Publications
Publications
- 2024
- HBS Working Paper Series
The Value of AI Innovations
By: Wilbur Xinyuan Chen, Terrence Tianshuo Shi and Suraj Srinivasan
Abstract
We study the value of AI innovations as it diffuses across general and application sectors, using the United States Patent and Trademark Office’s (USPTO) AI patent dataset. Investors value these innovations more than others, as AI patents exhibit a 9% value premium, and 26% higher forward citations compared to non-AI patents from the same patent classification and industry group. This value premium also increases over time, particularly in firms and industries where occupational tasks are more suited for AI. Due to the specialization in AI innovation across general and application sectors, we further find that policies that facilitate knowledge spillovers are key to increasing the value premium in these innovations. Specifically, we show that the value premium of AI innovations in application sectors, increases by 5% after the American Inventors Protection Act (AIPA) patent publication rule, and by 2% after the open sourcing of TensorFlow.
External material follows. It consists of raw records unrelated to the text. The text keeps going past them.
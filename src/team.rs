use std::fmt;

use serde::{Deserialize, Serialize};

/// Conference a team competes in.
#[derive(Debug, Clone, Copy, PartialEq, Eq, Hash, Serialize, Deserialize)]
pub enum Conference {
    Eastern,
    Western,
}

impl Conference {
    /// Both conferences in result order.
    pub const ALL: [Conference; 2] = [Conference::Eastern, Conference::Western];

    /// Parse a conference label as supplied by the statistics provider.
    ///
    /// Accepts `"Eastern"`/`"East"` and `"Western"`/`"West"` in any case.
    /// Unknown labels are an input error, never defaulted.
    pub fn from_label(label: &str) -> Option<Conference> {
        match label.trim().to_ascii_lowercase().as_str() {
            "eastern" | "east" => Some(Conference::Eastern),
            "western" | "west" => Some(Conference::Western),
            _ => None,
        }
    }
}

impl fmt::Display for Conference {
    fn fmt(&self, f: &mut fmt::Formatter<'_>) -> fmt::Result {
        match self {
            Conference::Eastern => write!(f, "Eastern"),
            Conference::Western => write!(f, "Western"),
        }
    }
}

/// Per-team statistical input for one simulation run.
///
/// Supplied by the statistics provider; the conference arrives as the raw
/// feed label and is validated during rating computation.
#[derive(Debug, Clone, PartialEq, Serialize, Deserialize)]
pub struct TeamStatLine {
    pub name: String,
    pub conference: String,

    /// Points scored per 100 possessions
    pub offensive_rating: f64,

    /// Points allowed per 100 possessions (lower is better)
    pub defensive_rating: f64,

    /// Three-point field goal percentage (0.0-1.0)
    pub three_point_pct: f64,

    pub wins: u32,
    pub losses: u32,
}

impl TeamStatLine {
    pub fn new(
        name: impl Into<String>,
        conference: impl Into<String>,
        offensive_rating: f64,
        defensive_rating: f64,
        three_point_pct: f64,
        wins: u32,
        losses: u32,
    ) -> Self {
        TeamStatLine {
            name: name.into(),
            conference: conference.into(),
            offensive_rating,
            defensive_rating,
            three_point_pct,
            wins,
            losses,
        }
    }
}

/// A stat line with its validated conference and derived weighted rating.
///
/// Produced by rating computation, read-only downstream.
#[derive(Debug, Clone, PartialEq, Serialize, Deserialize)]
pub struct RatedTeam {
    pub name: String,
    pub conference: Conference,
    pub offensive_rating: f64,
    pub defensive_rating: f64,
    pub three_point_pct: f64,
    pub wins: u32,
    pub losses: u32,

    /// Scalar rating combining the weighted stat terms; higher is better
    pub weighted_rating: f64,
}

impl RatedTeam {
    /// Regular-season winning percentage; 0 for a team with no games.
    pub fn win_pct(&self) -> f64 {
        let played = self.wins + self.losses;
        if played == 0 {
            0.0
        } else {
            f64::from(self.wins) / f64::from(played)
        }
    }

    /// Whether a usable rating is present.
    pub fn is_rated(&self) -> bool {
        self.weighted_rating.is_finite()
    }
}

impl fmt::Display for RatedTeam {
    fn fmt(&self, f: &mut fmt::Formatter<'_>) -> fmt::Result {
        write!(
            f,
            "{} ({}, {:.4}, {}-{})",
            self.name, self.conference, self.weighted_rating, self.wins, self.losses
        )
    }
}

#[cfg(test)]
mod tests {
    use super::*;

    #[test]
    fn test_conference_labels() {
        assert_eq!(Conference::from_label("Eastern"), Some(Conference::Eastern));
        assert_eq!(Conference::from_label("west"), Some(Conference::Western));
        assert_eq!(Conference::from_label(" East "), Some(Conference::Eastern));
        assert_eq!(Conference::from_label("Atlantic"), None);
        assert_eq!(Conference::from_label(""), None);
    }

    #[test]
    fn test_win_pct() {
        let mut team = RatedTeam {
            name: "Hawks".to_string(),
            conference: Conference::Eastern,
            offensive_rating: 114.0,
            defensive_rating: 112.0,
            three_point_pct: 0.36,
            wins: 41,
            losses: 41,
            weighted_rating: 34.3,
        };
        assert!((team.win_pct() - 0.5).abs() < 1e-12);

        team.wins = 0;
        team.losses = 0;
        assert_eq!(team.win_pct(), 0.0);
    }

    #[test]
    fn test_is_rated() {
        let mut team = RatedTeam {
            name: "Jazz".to_string(),
            conference: Conference::Western,
            offensive_rating: 110.0,
            defensive_rating: 113.0,
            three_point_pct: 0.35,
            wins: 30,
            losses: 52,
            weighted_rating: 33.1,
        };
        assert!(team.is_rated());
        team.weighted_rating = f64::NAN;
        assert!(!team.is_rated());
    }
}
Overall, our analysis illustrates the value of AI innovations to investors and highlights the importance of policies that foster knowledge spillovers for AI innovations.
Keywords
AI and Machine Learning; Valuation; Technological Innovation; Open Source Distribution; Patents; Policy; Knowledge Sharing; Technology Industry
Citation
Chen, Wilbur Xinyuan, Terrence Tianshuo Shi, and Suraj Srinivasan. "The Value of AI Innovations." Harvard Business School Working Paper, No. 24-069, May 2024.